No man can seek God without purity and no man can know God without becoming a sinner.

Having presented that paradox, he immediately seems to back off; perhaps you will not want to proceed with me. Certainly, “This discourse … has no authority.” I cannot compel you to come with me as we consider this. It may be too much for you to seek this “stillness.”

But you must know that this stillness is not in some particular place. Then, having made plain that one does not confront God by going somewhere (recall at the first that he raises the question of how far away God may be), he shifts to the poet.

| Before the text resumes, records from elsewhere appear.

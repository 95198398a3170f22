//! Pass 记录与声明接口
//!
//! Pass 按添加顺序累积，声明顺序决定编译时的拓扑基准。
//! 回调有两种形态：只拿 command buffer 的简单形态，
//! 以及附带资源访问器的扩展形态。

use ash::vk;
use silvis_gfx::commands::command_buffer::GfxCommandBuffer;

use crate::accessor::RdgResourceAccessor;
use crate::error::RdgPassResult;
use crate::handle::{RdgBufferHandle, RdgTextureHandle};
use crate::registry::RdgResourceRegistry;

/// texture 的读/写访问声明
#[derive(Clone, Copy, Debug)]
pub(crate) struct RdgTextureAccess {
    pub handle: RdgTextureHandle,
    pub stages: vk::PipelineStageFlags2,
    pub access: vk::AccessFlags2,
    /// 该访问要求的 layout
    pub layout: vk::ImageLayout,
}

/// buffer 的读/写访问声明
#[derive(Clone, Copy, Debug)]
pub(crate) struct RdgBufferAccess {
    pub handle: RdgBufferHandle,
    pub stages: vk::PipelineStageFlags2,
    pub access: vk::AccessFlags2,
}

/// color attachment 声明
#[derive(Clone, Copy)]
pub struct RdgColorAttachment {
    pub handle: RdgTextureHandle,
    pub load_op: vk::AttachmentLoadOp,
    pub store_op: vk::AttachmentStoreOp,
    pub clear_value: vk::ClearColorValue,
}

/// depth-stencil attachment 声明，每个 Pass 至多一个
#[derive(Clone, Copy)]
pub struct RdgDepthStencilAttachment {
    pub handle: RdgTextureHandle,
    pub depth_load_op: vk::AttachmentLoadOp,
    pub depth_store_op: vk::AttachmentStoreOp,
    pub stencil_load_op: vk::AttachmentLoadOp,
    pub stencil_store_op: vk::AttachmentStoreOp,
    pub clear_value: vk::ClearDepthStencilValue,
}

/// Pass 的分类，决定执行器是否打开 dynamic rendering 作用域
#[derive(Clone, Copy, Debug, PartialEq, Eq)]
pub enum RdgPassKind {
    Graphics,
    Compute,
    Transfer,
}

pub(crate) enum RdgPassCallback {
    Plain(Box<dyn FnOnce(&GfxCommandBuffer) -> RdgPassResult>),
    Accessor(Box<dyn FnOnce(&GfxCommandBuffer, &RdgResourceAccessor) -> RdgPassResult>),
}

/// 一个已录制的 Pass
pub(crate) struct RdgPass {
    pub name: String,
    /// 执行时被取走，之后为 None
    pub callback: Option<RdgPassCallback>,

    pub texture_reads: Vec<RdgTextureAccess>,
    pub buffer_reads: Vec<RdgBufferAccess>,
    pub color_attachments: Vec<RdgColorAttachment>,
    pub depth_attachment: Option<RdgDepthStencilAttachment>,
    /// storage texture 写入，layout 固定为 GENERAL
    pub texture_writes: Vec<RdgTextureAccess>,
    pub buffer_writes: Vec<RdgBufferAccess>,
}

impl RdgPass {
    pub fn new(name: impl Into<String>, callback: Option<RdgPassCallback>) -> Self {
        Self {
            name: name.into(),
            callback,
            texture_reads: Vec::new(),
            buffer_reads: Vec::new(),
            color_attachments: Vec::new(),
            depth_attachment: None,
            texture_writes: Vec::new(),
            buffer_writes: Vec::new(),
        }
    }

    /// 有 attachment 即 Graphics，否则有 storage 写入即 Compute，其余为 Transfer
    pub fn kind(&self) -> RdgPassKind {
        if !self.color_attachments.is_empty() || self.depth_attachment.is_some() {
            RdgPassKind::Graphics
        } else if !self.texture_writes.is_empty() || !self.buffer_writes.is_empty() {
            RdgPassKind::Compute
        } else {
            RdgPassKind::Transfer
        }
    }

    pub fn writes_texture(&self, handle: RdgTextureHandle) -> bool {
        self.color_attachments.iter().any(|a| a.handle == handle)
            || self.depth_attachment.as_ref().is_some_and(|a| a.handle == handle)
            || self.texture_writes.iter().any(|a| a.handle == handle)
    }

    pub fn writes_buffer(&self, handle: RdgBufferHandle) -> bool {
        self.buffer_writes.iter().any(|a| a.handle == handle)
    }
}

/// 根据访问标记推断读取时的 image layout
pub(crate) fn infer_read_layout(access: vk::AccessFlags2) -> vk::ImageLayout {
    let shader_read = vk::AccessFlags2::SHADER_READ
        | vk::AccessFlags2::SHADER_SAMPLED_READ
        | vk::AccessFlags2::INPUT_ATTACHMENT_READ;
    if access.intersects(shader_read) {
        vk::ImageLayout::SHADER_READ_ONLY_OPTIMAL
    } else {
        vk::ImageLayout::GENERAL
    }
}

/// Pass 的声明接口
///
/// 由 [`crate::RdgBuilder::add_pass`] 返回，链式声明该 Pass 的资源依赖。
/// 声明未注册的 handle 立即 panic。
pub struct RdgPassRef<'a> {
    pub(crate) pass: &'a mut RdgPass,
    pub(crate) registry: &'a RdgResourceRegistry,
}

impl RdgPassRef<'_> {
    fn expect_texture(&self, handle: RdgTextureHandle) {
        assert!(
            self.registry.contains_texture(handle),
            "Pass '{}' references unknown texture handle: {:?}",
            self.pass.name,
            handle
        );
    }

    fn expect_buffer(&self, handle: RdgBufferHandle) {
        assert!(
            self.registry.contains_buffer(handle),
            "Pass '{}' references unknown buffer handle: {:?}",
            self.pass.name,
            handle
        );
    }

    /// 声明读取 texture（采样或 input attachment）
    ///
    /// layout 由 access 推断：shader read 对应 SHADER_READ_ONLY_OPTIMAL，
    /// 其余为 GENERAL
    pub fn read_texture(self, handle: RdgTextureHandle, stages: vk::PipelineStageFlags2, access: vk::AccessFlags2) -> Self {
        self.expect_texture(handle);
        self.pass.texture_reads.push(RdgTextureAccess {
            handle,
            stages,
            access,
            layout: infer_read_layout(access),
        });
        self
    }

    /// 声明读取 buffer
    pub fn read_buffer(self, handle: RdgBufferHandle, stages: vk::PipelineStageFlags2, access: vk::AccessFlags2) -> Self {
        self.expect_buffer(handle);
        self.pass.buffer_reads.push(RdgBufferAccess { handle, stages, access });
        self
    }

    /// 追加一个 color attachment
    pub fn write_color_attachment(
        self,
        handle: RdgTextureHandle,
        load_op: vk::AttachmentLoadOp,
        store_op: vk::AttachmentStoreOp,
        clear_value: vk::ClearColorValue,
    ) -> Self {
        self.expect_texture(handle);
        self.pass.color_attachments.push(RdgColorAttachment {
            handle,
            load_op,
            store_op,
            clear_value,
        });
        self
    }

    /// 设置 depth-stencil attachment，重复设置是编程错误
    pub fn write_depth_stencil_attachment(
        self,
        handle: RdgTextureHandle,
        depth_load_op: vk::AttachmentLoadOp,
        depth_store_op: vk::AttachmentStoreOp,
        stencil_load_op: vk::AttachmentLoadOp,
        stencil_store_op: vk::AttachmentStoreOp,
        clear_value: vk::ClearDepthStencilValue,
    ) -> Self {
        self.expect_texture(handle);
        assert!(
            self.pass.depth_attachment.is_none(),
            "Pass '{}' already has a depth-stencil attachment",
            self.pass.name
        );
        self.pass.depth_attachment = Some(RdgDepthStencilAttachment {
            handle,
            depth_load_op,
            depth_store_op,
            stencil_load_op,
            stencil_store_op,
            clear_value,
        });
        self
    }

    /// 声明 storage texture 写入，layout 为 GENERAL
    pub fn write_storage_texture(
        self,
        handle: RdgTextureHandle,
        stages: vk::PipelineStageFlags2,
        access: vk::AccessFlags2,
    ) -> Self {
        self.expect_texture(handle);
        self.pass.texture_writes.push(RdgTextureAccess {
            handle,
            stages,
            access,
            layout: vk::ImageLayout::GENERAL,
        });
        self
    }

    /// 声明 storage buffer 写入
    pub fn write_storage_buffer(
        self,
        handle: RdgBufferHandle,
        stages: vk::PipelineStageFlags2,
        access: vk::AccessFlags2,
    ) -> Self {
        self.expect_buffer(handle);
        self.pass.buffer_writes.push(RdgBufferAccess { handle, stages, access });
        self
    }
}

#[cfg(test)]
mod tests {
    use super::*;
    use crate::registry::RdgResourceRegistry;
    use crate::resource::{RdgTextureDesc, RdgTextureRecord};

    fn registry_with_textures(count: usize) -> (RdgResourceRegistry, Vec<RdgTextureHandle>) {
        let mut registry = RdgResourceRegistry::new();
        let handles = (0..count)
            .map(|i| {
                registry.register_texture(RdgTextureRecord::new_transient(RdgTextureDesc::new_2d(
                    format!("tex-{i}"),
                    vk::Format::R8G8B8A8_UNORM,
                    64,
                    64,
                    vk::ImageUsageFlags::COLOR_ATTACHMENT | vk::ImageUsageFlags::SAMPLED,
                )))
            })
            .collect();
        (registry, handles)
    }

    #[test]
    fn test_fluent_declarations_accumulate() {
        let (registry, handles) = registry_with_textures(3);
        let mut pass = RdgPass::new("gbuffer", None);

        let pass_ref = RdgPassRef {
            pass: &mut pass,
            registry: &registry,
        };
        pass_ref
            .read_texture(handles[0], vk::PipelineStageFlags2::FRAGMENT_SHADER, vk::AccessFlags2::SHADER_READ)
            .write_color_attachment(
                handles[1],
                vk::AttachmentLoadOp::CLEAR,
                vk::AttachmentStoreOp::STORE,
                vk::ClearColorValue::default(),
            )
            .write_storage_texture(
                handles[2],
                vk::PipelineStageFlags2::COMPUTE_SHADER,
                vk::AccessFlags2::SHADER_STORAGE_WRITE,
            );

        assert_eq!(pass.texture_reads.len(), 1);
        assert_eq!(pass.texture_reads[0].layout, vk::ImageLayout::SHADER_READ_ONLY_OPTIMAL);
        assert_eq!(pass.color_attachments.len(), 1);
        assert_eq!(pass.texture_writes.len(), 1);
        assert_eq!(pass.texture_writes[0].layout, vk::ImageLayout::GENERAL);
        assert!(pass.writes_texture(handles[1]));
        assert!(pass.writes_texture(handles[2]));
        assert!(!pass.writes_texture(handles[0]));
    }

    #[test]
    #[should_panic(expected = "already has a depth-stencil attachment")]
    fn test_double_depth_attachment_panics() {
        let (registry, handles) = registry_with_textures(2);
        let mut pass = RdgPass::new("depth", None);

        let pass_ref = RdgPassRef {
            pass: &mut pass,
            registry: &registry,
        };
        pass_ref
            .write_depth_stencil_attachment(
                handles[0],
                vk::AttachmentLoadOp::CLEAR,
                vk::AttachmentStoreOp::STORE,
                vk::AttachmentLoadOp::DONT_CARE,
                vk::AttachmentStoreOp::DONT_CARE,
                vk::ClearDepthStencilValue::default(),
            )
            .write_depth_stencil_attachment(
                handles[1],
                vk::AttachmentLoadOp::CLEAR,
                vk::AttachmentStoreOp::STORE,
                vk::AttachmentLoadOp::DONT_CARE,
                vk::AttachmentStoreOp::DONT_CARE,
                vk::ClearDepthStencilValue::default(),
            );
    }

    #[test]
    #[should_panic(expected = "references unknown texture handle")]
    fn test_unknown_handle_rejected_at_declaration() {
        let (registry, _) = registry_with_textures(1);
        let mut pass = RdgPass::new("bad", None);

        let pass_ref = RdgPassRef {
            pass: &mut pass,
            registry: &registry,
        };
        pass_ref.read_texture(
            RdgTextureHandle::new(99),
            vk::PipelineStageFlags2::FRAGMENT_SHADER,
            vk::AccessFlags2::SHADER_READ,
        );
    }

    #[test]
    fn test_pass_classification() {
        let mut pass = RdgPass::new("graphics", None);
        pass.color_attachments.push(RdgColorAttachment {
            handle: RdgTextureHandle::new(1),
            load_op: vk::AttachmentLoadOp::CLEAR,
            store_op: vk::AttachmentStoreOp::STORE,
            clear_value: vk::ClearColorValue::default(),
        });
        assert_eq!(pass.kind(), RdgPassKind::Graphics);

        let mut pass = RdgPass::new("depth-only", None);
        pass.depth_attachment = Some(RdgDepthStencilAttachment {
            handle: RdgTextureHandle::new(1),
            depth_load_op: vk::AttachmentLoadOp::CLEAR,
            depth_store_op: vk::AttachmentStoreOp::STORE,
            stencil_load_op: vk::AttachmentLoadOp::DONT_CARE,
            stencil_store_op: vk::AttachmentStoreOp::DONT_CARE,
            clear_value: vk::ClearDepthStencilValue::default(),
        });
        assert_eq!(pass.kind(), RdgPassKind::Graphics);

        let mut pass = RdgPass::new("compute", None);
        pass.texture_writes.push(RdgTextureAccess {
            handle: RdgTextureHandle::new(1),
            stages: vk::PipelineStageFlags2::COMPUTE_SHADER,
            access: vk::AccessFlags2::SHADER_STORAGE_WRITE,
            layout: vk::ImageLayout::GENERAL,
        });
        assert_eq!(pass.kind(), RdgPassKind::Compute);

        assert_eq!(RdgPass::new("empty", None).kind(), RdgPassKind::Transfer);
    }

    #[test]
    fn test_infer_read_layout() {
        assert_eq!(
            infer_read_layout(vk::AccessFlags2::SHADER_READ),
            vk::ImageLayout::SHADER_READ_ONLY_OPTIMAL
        );
        assert_eq!(
            infer_read_layout(vk::AccessFlags2::SHADER_SAMPLED_READ),
            vk::ImageLayout::SHADER_READ_ONLY_OPTIMAL
        );
        assert_eq!(
            infer_read_layout(vk::AccessFlags2::INPUT_ATTACHMENT_READ),
            vk::ImageLayout::SHADER_READ_ONLY_OPTIMAL
        );
        assert_eq!(infer_read_layout(vk::AccessFlags2::SHADER_STORAGE_READ), vk::ImageLayout::GENERAL);
    }
}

He references the “poetical” that a wordless sigh may “the best prayer.” This he compares to the one who thinks that God can be approached by traveling to some particular place. Both this moves “help to create an illusion” of worship.

No, he says, if you actually come into confrontation with God you will have words. This poetical idea springs from a vague idea of God (just as the concept that God is some place is a vague idea of God.

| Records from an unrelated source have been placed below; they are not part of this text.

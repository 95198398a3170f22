use std::rc::Rc;

use ash::vk;
use itertools::Itertools;

use crate::basic::color::LabelColor;
use crate::commands::barrier::{GfxBufferBarrier, GfxImageBarrier};
use crate::commands::command_pool::GfxCommandPool;
use crate::foundation::debug_messenger::GfxDebugType;
use crate::foundation::device::GfxDevice;

/// primary command buffer 封装
///
/// 持有 device 的引用，pass 回调里可以直接录制命令
#[derive(Clone)]
pub struct GfxCommandBuffer {
    vk_handle: vk::CommandBuffer,
    command_pool_handle: vk::CommandPool,
    device: Rc<GfxDevice>,
}

// 创建与销毁
impl GfxCommandBuffer {
    pub fn new(device: Rc<GfxDevice>, command_pool: &GfxCommandPool, debug_name: &str) -> Self {
        let info = vk::CommandBufferAllocateInfo::default()
            .command_pool(command_pool.handle())
            .level(vk::CommandBufferLevel::PRIMARY)
            .command_buffer_count(1);

        let vk_handle = unsafe { device.allocate_command_buffers(&info).unwrap()[0] };
        let cmd = Self {
            vk_handle,
            command_pool_handle: command_pool.handle(),
            device: device.clone(),
        };
        device.set_debug_name(&cmd, debug_name);
        cmd
    }

    /// 由 pool manager 回收已分配好的 vk handle 时使用
    pub(crate) fn from_raw(device: Rc<GfxDevice>, vk_handle: vk::CommandBuffer, pool: vk::CommandPool) -> Self {
        Self {
            vk_handle,
            command_pool_handle: pool,
            device,
        }
    }

    /// 释放 command buffer 在 command pool 中占用的内存
    ///
    /// 释放之后 command buffer 不可再使用
    #[inline]
    pub fn free(self) {
        unsafe {
            self.device.free_command_buffers(self.command_pool_handle, std::slice::from_ref(&self.vk_handle));
        }
    }
}

// getters
impl GfxCommandBuffer {
    #[inline]
    pub fn vk_handle(&self) -> vk::CommandBuffer {
        self.vk_handle
    }

    #[inline]
    pub fn device(&self) -> &Rc<GfxDevice> {
        &self.device
    }
}

// basic 命令
impl GfxCommandBuffer {
    /// 开始录制，自动设置 debug label
    #[inline]
    pub fn begin(&self, usage_flag: vk::CommandBufferUsageFlags, debug_label_name: &str) {
        unsafe {
            self.device
                .begin_command_buffer(self.vk_handle, &vk::CommandBufferBeginInfo::default().flags(usage_flag))
                .unwrap();
        }
        self.begin_label(debug_label_name, LabelColor::COLOR_CMD);
    }

    /// 结束录制，同时结束 debug label
    #[inline]
    pub fn end(&self) {
        self.end_label();
        unsafe { self.device.end_command_buffer(self.vk_handle).unwrap() }
    }
}

// dynamic rendering
impl GfxCommandBuffer {
    #[inline]
    pub fn begin_rendering(&self, rendering_info: &vk::RenderingInfo) {
        unsafe {
            self.device.cmd_begin_rendering(self.vk_handle, rendering_info);
        }
    }

    #[inline]
    pub fn end_rendering(&self) {
        unsafe {
            self.device.cmd_end_rendering(self.vk_handle);
        }
    }
}

// barrier
impl GfxCommandBuffer {
    /// 将一个 pass 的所有 image/buffer barrier 合并为一次 sync2 调用
    pub fn pipeline_barrier2(
        &self,
        dependency_flags: vk::DependencyFlags,
        image_barriers: &[GfxImageBarrier],
        buffer_barriers: &[GfxBufferBarrier],
    ) {
        if image_barriers.is_empty() && buffer_barriers.is_empty() {
            return;
        }

        let image_barriers = image_barriers.iter().map(|b| *b.inner()).collect_vec();
        let buffer_barriers = buffer_barriers.iter().map(|b| *b.inner()).collect_vec();
        let dependency_info = vk::DependencyInfo::default()
            .dependency_flags(dependency_flags)
            .image_memory_barriers(&image_barriers)
            .buffer_memory_barriers(&buffer_barriers);

        unsafe {
            self.device.cmd_pipeline_barrier2(self.vk_handle, &dependency_info);
        }
    }
}

// debug label
impl GfxCommandBuffer {
    #[inline]
    pub fn begin_label(&self, label_name: impl AsRef<str>, label_color: glam::Vec4) {
        let name = std::ffi::CString::new(label_name.as_ref()).unwrap();
        unsafe {
            self.device.debug_utils_pf().cmd_begin_debug_utils_label(
                self.vk_handle,
                &vk::DebugUtilsLabelEXT::default().label_name(name.as_c_str()).color(label_color.into()),
            );
        }
    }

    #[inline]
    pub fn end_label(&self) {
        unsafe {
            self.device.debug_utils_pf().cmd_end_debug_utils_label(self.vk_handle);
        }
    }
}

impl GfxDebugType for GfxCommandBuffer {
    fn debug_type_name() -> &'static str {
        "GfxCommandBuffer"
    }

    fn vk_handle(&self) -> impl vk::Handle {
        self.vk_handle
    }
}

If one had an actual confrontation with God, you would have clear words. But this is a “difficulty not dreamed of when God is at a distance.”

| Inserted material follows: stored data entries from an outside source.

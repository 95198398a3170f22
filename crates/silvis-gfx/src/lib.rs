//! Silvis 的 Vulkan 基础层
//!
//! 对 ash 的薄封装：instance/device 创建与 feature 协商、VMA 内存分配、
//! command pool 管理、同步原语、swapchain 以及 image/buffer 资源。
//! 上层的 render graph（silvis-rdg）只依赖这一层提供的能力。

pub mod basic;
pub mod commands;
pub mod foundation;
pub mod init_log;
pub mod resources;
pub mod swapchain;

pub use init_log::init_log;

He then shifts focus slightly again to our everyday world. We live in a world which proclaims that the most important thing to is to avoid this danger. It would seem that the danger is a confrontation with God.

But the nature of avoiding that danger throws an interesting light on avoiding this danger. It is one “who is neither in solitude nor confusion but in a busy absent-minded state of reflection.” It is one who simply has no thought of the thing. Solitude and confusion are the poles for the one who think of God is being found in a pilgrimage: I must go some particular place to meet God. This person is even less awake: he is not looking at all and is not even thinking of looking for God.

Notice that he is not directly addressing how to come God. Rather he is holding up a portrait of what is to not seek God. To come to God is a paradox: you may not be interested in this. You might think that it is going somewhere or perhaps a “poetical” sigh o fa prayer – well its not either. But you who are not even considering the matter are like one sleeping walking in life.

Yes, I can’t make you come to seek God: But I can show you what it is to not seek God.

How does he describe this sort of place: avoiding the “danger”? This “is the most mediocre thing in the world.” You are busy avoiding. Kierkegaard does not directly articulate what is being avoided, the implication requires the reader to think through what is being avoided so that the one who is reading and who is also avoiding God must accuse himself? What am I avoiding? God.

This seems to turn our age of authenticity on its head. The temptation of the Serpent was to define ourselves. But the one who has not confronted God (as a sinner and one pure of heart – in confession) is not actually a human being.

The idea which strikes him here is Peer Gynt who comes to the end of his life and seems to be so inconclusive he cannot even be sent to Hell.

This man who who simply goes about life in an absent minded way being himself and avoiding God – at best having vague thoughts is simply “mediocre”.

I can’t help thinking about mold of the world that seeks for us nothing better than to be tax payers, workers, consumers, busily entertained, always absent minded.